Dutch food and product safety board NVWA has found elevated levels of harmful dioxins in Konik horses grazing in the Oostvaardersplassen nature reserve.
NVWA scientists analysed the meat from five mares and five stallions and found that dioxin levels in three out of the five stallions exceeded official limits, with one of the stallions containing twice the amount allowed.
The check was carried out because of plans to offer the meat for sale. The board did not find anything wrong with the Oostvaardersplassen venison it checked.
Dioxins are by-products of combustion processes, like waste incineration, and are also present in certain pesticides and cooling liquids containing PCBs. They are harmful to people because they can affect the immune system, fertility and cause cancer.
Toxicology professor Martin van den Berg said dioxins can travel distances of hundreds of kilometres on the wind. ‘The Ruhr, Brabant or Europoort are likely sources, depending on wind direction,’ he said.
The Dutch forestry commission Staatsbosbeheer told current affairs programme Nieuwsuur the findings came as ‘a complete surprise’ but said it would now include dioxins in the soil check it carries out every four years.

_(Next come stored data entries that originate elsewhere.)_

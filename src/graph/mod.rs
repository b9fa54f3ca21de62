//! Defines the core data structures for pipeline assembly.
pub mod dag;
pub mod edge;
pub mod error;
pub mod node;
pub mod params;
pub mod storage;

// Re-export key types for convenient access
pub use dag::Pipeline;
pub use edge::{Edge, EdgeLabel};
pub use error::{AssemblyError, NodeDefinitionError};
pub use node::{Node, NodeBuilder, NodeHandle, NodeInputs, NodeOutputs, Operation, OperationError, Port, Produced};
pub use params::{ParamKind, ParamSpec, ParameterSchema, ParameterSchemaError, Parameters};
pub use storage::{NodeId, NodeInstance};
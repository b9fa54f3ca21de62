//! Validation rules for the wiring of an acyclic pipeline: every input is fed
//! exactly once, and every node takes part in a source-to-sink flow.

use crate::analysis::topology;
use crate::graph::storage::GraphRegistry;
use crate::graph::NodeId;
use crate::validation::error::ValidationError;

/// `UnboundInput` for ports of non-source nodes without an edge, and
/// `PortConflict` for ports fed by more than one edge.
///
/// A node without incoming edges is a source: it receives the initial context
/// on every input port, so its ports are never unbound.
pub(crate) fn validate_ports(store: &GraphRegistry) -> Vec<ValidationError> {
    let mut errors = Vec::new();

    for i in 0..store.count() {
        let id = NodeId::new(i);
        if !store.has_incoming(id) {
            continue;
        }
        let instance = store.instance(id);
        for (port_idx, port) in instance.node.inputs().iter().enumerate() {
            let feeding = store.incoming_edges(id).filter(|e| e.input_port == port_idx).count();
            match feeding {
                0 => errors.push(ValidationError::UnboundInput {
                    node_id: id,
                    node_name: instance.name.clone(),
                    port: port.name.to_string(),
                }),
                1 => {}
                n => errors.push(ValidationError::PortConflict {
                    node_id: id,
                    node_name: instance.name.clone(),
                    port: port.name.to_string(),
                    edges: n,
                }),
            }
        }
    }
    errors
}

/// `DisconnectedNode` for nodes outside the flow between the declared
/// endpoints. With no declared sources (or sinks) that side is unconstrained.
pub(crate) fn validate_reachability(store: &GraphRegistry, sources: &[NodeId], sinks: &[NodeId]) -> Vec<ValidationError> {
    let from_sources = (!sources.is_empty()).then(|| topology::downstream_from(store, sources));
    let to_sinks = (!sinks.is_empty()).then(|| topology::upstream_from(store, sinks));

    let mut errors = Vec::new();
    for i in 0..store.count() {
        let id = NodeId::new(i);
        let reason = if from_sources.as_ref().is_some_and(|set| !set.contains(&id)) {
            "not reachable from any declared source"
        } else if to_sinks.as_ref().is_some_and(|set| !set.contains(&id)) {
            "no path to any declared sink"
        } else {
            continue;
        };
        errors.push(ValidationError::DisconnectedNode {
            node_id: id,
            node_name: store.instance(id).name.clone(),
            reason: reason.to_string(),
        });
    }
    errors
}
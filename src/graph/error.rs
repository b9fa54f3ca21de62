//! Defines the error types raised while declaring nodes and assembling pipelines.
use super::params::ParameterSchemaError;
use super::storage::NodeId;
use crate::type_system::SemanticType;
use thiserror::Error;

#[derive(Error, Debug, Clone, PartialEq)]
pub enum NodeDefinitionError {
    #[error("Node '{node}' declares unregistered semantic type '{semantic_type}' on port '{port}'")]
    UnknownType { node: String, port: String, semantic_type: SemanticType },
    #[error("Node '{node}' declares port '{port}' more than once")]
    DuplicatePort { node: String, port: String },
    #[error("Node '{node}' declares no output ports")]
    NoOutputs { node: String },
    #[error("Probe node '{node}' must have exactly one input and one output of the same type")]
    ProbeShape { node: String },
}

#[derive(Error, Debug, Clone, PartialEq)]
pub enum AssemblyError {
    #[error("Node {0} is not part of this pipeline")]
    UnknownNode(NodeId),
    #[error("Node '{node}' has no input port '{port}'")]
    UnknownInputPort { node: String, port: String },
    #[error("Node '{node}' has no output port '{port}'")]
    UnknownOutputPort { node: String, port: String },
    #[error("Invalid parameters for node '{node}': {source}")]
    Parameters { node: String, source: ParameterSchemaError },
    #[error("Semantic type '{0}' is not registered")]
    UnknownType(SemanticType),
}
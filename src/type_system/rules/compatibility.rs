//! Rule for binding a producer type to a consumer port type.
use crate::type_system::registry::SemanticTypeRegistry;
use serde::{Deserialize, Serialize};

/// How a value of the producer's type reaches a consumer port.
#[derive(Debug, Clone, Copy, PartialEq, Eq, Hash, Default, Serialize, Deserialize)]
pub enum Binding {
    /// The producer type is the consumer type or one of its descendants.
    #[default]
    Direct,
    /// The producer is a collection whose element type is compatible with the
    /// consumer; the consumer runs once per element.
    Sliced,
}

/// Binds `producer` to `consumer`, preferring a direct binding.
///
/// Returns `None` when neither the type itself nor (for collection types) its
/// element type is compatible with the consumer.
pub(crate) fn bind(registry: &SemanticTypeRegistry, producer: &str, consumer: &str) -> Option<Binding> {
    if registry.is_compatible(producer, consumer) {
        return Some(Binding::Direct);
    }
    match registry.element_type(producer) {
        Some(element) if registry.is_compatible(element.as_str(), consumer) => Some(Binding::Sliced),
        _ => None,
    }
}
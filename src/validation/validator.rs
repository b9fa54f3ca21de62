//! The central validator that orchestrates the execution of all validation rules.
use super::error::ValidationError;
use super::rules::{cycles, structure};
use crate::analysis::topology;
use crate::graph::storage::GraphRegistry;
use crate::graph::NodeId;
use crate::type_system::{Binding, SemanticType, SemanticTypeRegistry, TypeAssignment, TypeChecker};
use smallvec::SmallVec;
use tracing::debug;

/// The execution plan cached by a successful validation.
#[derive(Debug, Clone, PartialEq)]
pub struct Schedule {
    order: Vec<NodeId>,
    // Position of each node within `order`, indexed by NodeId
    position: Vec<usize>,
    input_bindings: Vec<SmallVec<[Binding; 2]>>,
    output_types: Vec<SmallVec<[SemanticType; 1]>>,
    sliced: Vec<bool>,
    sources: Vec<NodeId>,
    sinks: Vec<NodeId>,
}

impl Schedule {
    /// Topological order; ties broken by insertion order.
    pub fn order(&self) -> &[NodeId] { &self.order }
    pub fn position(&self, id: NodeId) -> usize { self.position[id.index()] }
    /// Nodes without incoming edges; they receive the initial context.
    pub fn sources(&self) -> &[NodeId] { &self.sources }
    /// Declared sinks, or every node without outgoing edges when none are declared.
    pub fn sinks(&self) -> &[NodeId] { &self.sinks }
    pub fn is_sliced(&self, id: NodeId) -> bool { self.sliced[id.index()] }
    pub fn input_binding(&self, id: NodeId, port: usize) -> Binding {
        self.input_bindings[id.index()].get(port).copied().unwrap_or_default()
    }
    pub fn input_bindings(&self, id: NodeId) -> &[Binding] { &self.input_bindings[id.index()] }
    /// The type a downstream edge sees on `port` (a collection type when sliced).
    pub fn output_type(&self, id: NodeId, port: usize) -> Option<&SemanticType> {
        self.output_types[id.index()].get(port)
    }
    pub fn len(&self) -> usize { self.order.len() }
    pub fn is_empty(&self) -> bool { self.order.is_empty() }
}

/// The orchestrator for pipeline validation.
///
/// Cycles are checked first and end validation on their own: the remaining
/// rules walk the topological order, which does not exist for a cyclic graph.
/// Structure and type errors are then collected together.
pub struct Validator<'a> {
    store: &'a GraphRegistry,
    registry: &'a SemanticTypeRegistry,
    sources: &'a [NodeId],
    sinks: &'a [NodeId],
    input_type: Option<&'a SemanticType>,
}

impl<'a> Validator<'a> {
    pub fn new(
        store: &'a GraphRegistry,
        registry: &'a SemanticTypeRegistry,
        sources: &'a [NodeId],
        sinks: &'a [NodeId],
        input_type: Option<&'a SemanticType>,
    ) -> Self {
        Self { store, registry, sources, sinks, input_type }
    }

    /// Executes all validation rules against the pipeline.
    ///
    /// # Returns
    /// - `Ok(Schedule)` if no validation errors are found.
    /// - `Err(Vec<ValidationError>)` containing every error discovered.
    pub fn validate(&self) -> Result<Schedule, Vec<ValidationError>> {
        // --- PHASE 1: ACYCLICITY ---
        let order = match topology::sort(self.store) {
            Ok(order) => order,
            Err(unordered) => {
                debug!(unordered = unordered.len(), "topological sort failed");
                return Err(cycles::detect_cycles(self.store));
            }
        };

        // --- PHASE 2: STRUCTURE ---
        let mut errors = structure::validate_ports(self.store);
        errors.extend(structure::validate_reachability(self.store, self.sources, self.sinks));

        // --- PHASE 3: TYPES ---
        let (types, type_errors) = TypeChecker::new(self.store, self.registry, self.input_type).check(&order);
        errors.extend(type_errors);

        if !errors.is_empty() {
            return Err(errors);
        }
        Ok(self.schedule(order, types))
    }

    fn schedule(&self, order: Vec<NodeId>, types: TypeAssignment) -> Schedule {
        let mut position = vec![0; order.len()];
        for (pos, id) in order.iter().enumerate() {
            position[id.index()] = pos;
        }

        let sources = order.iter().copied().filter(|&id| !self.store.has_incoming(id)).collect();
        let sinks = if self.sinks.is_empty() {
            order.iter().copied().filter(|&id| !self.store.has_outgoing(id)).collect()
        } else {
            self.sinks.to_vec()
        };

        Schedule {
            order,
            position,
            input_bindings: types.input_bindings,
            output_types: types.output_types,
            sliced: types.sliced,
            sources,
            sinks,
        }
    }
}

The discovery comes in the wake of a similar case of excess dioxins in horses grazing on river banks in the province of Gelderland. That was the result of the persistence of a NVWA member of staff, who thought it strange that wild horses should graze in areas where people are warned not to swim or fish because of the level of soil pollution. The sale of the meat from these animals has also been halted.
The NVWA has started an investigation into the connection between the presence of dioxins and the state of the soil along the rivers. The first findings are expected in the summer of 2021.
The meat from culled animals is either sold directly to consumers, or sold via mainstream butchers and supermarkets or is exported abroad.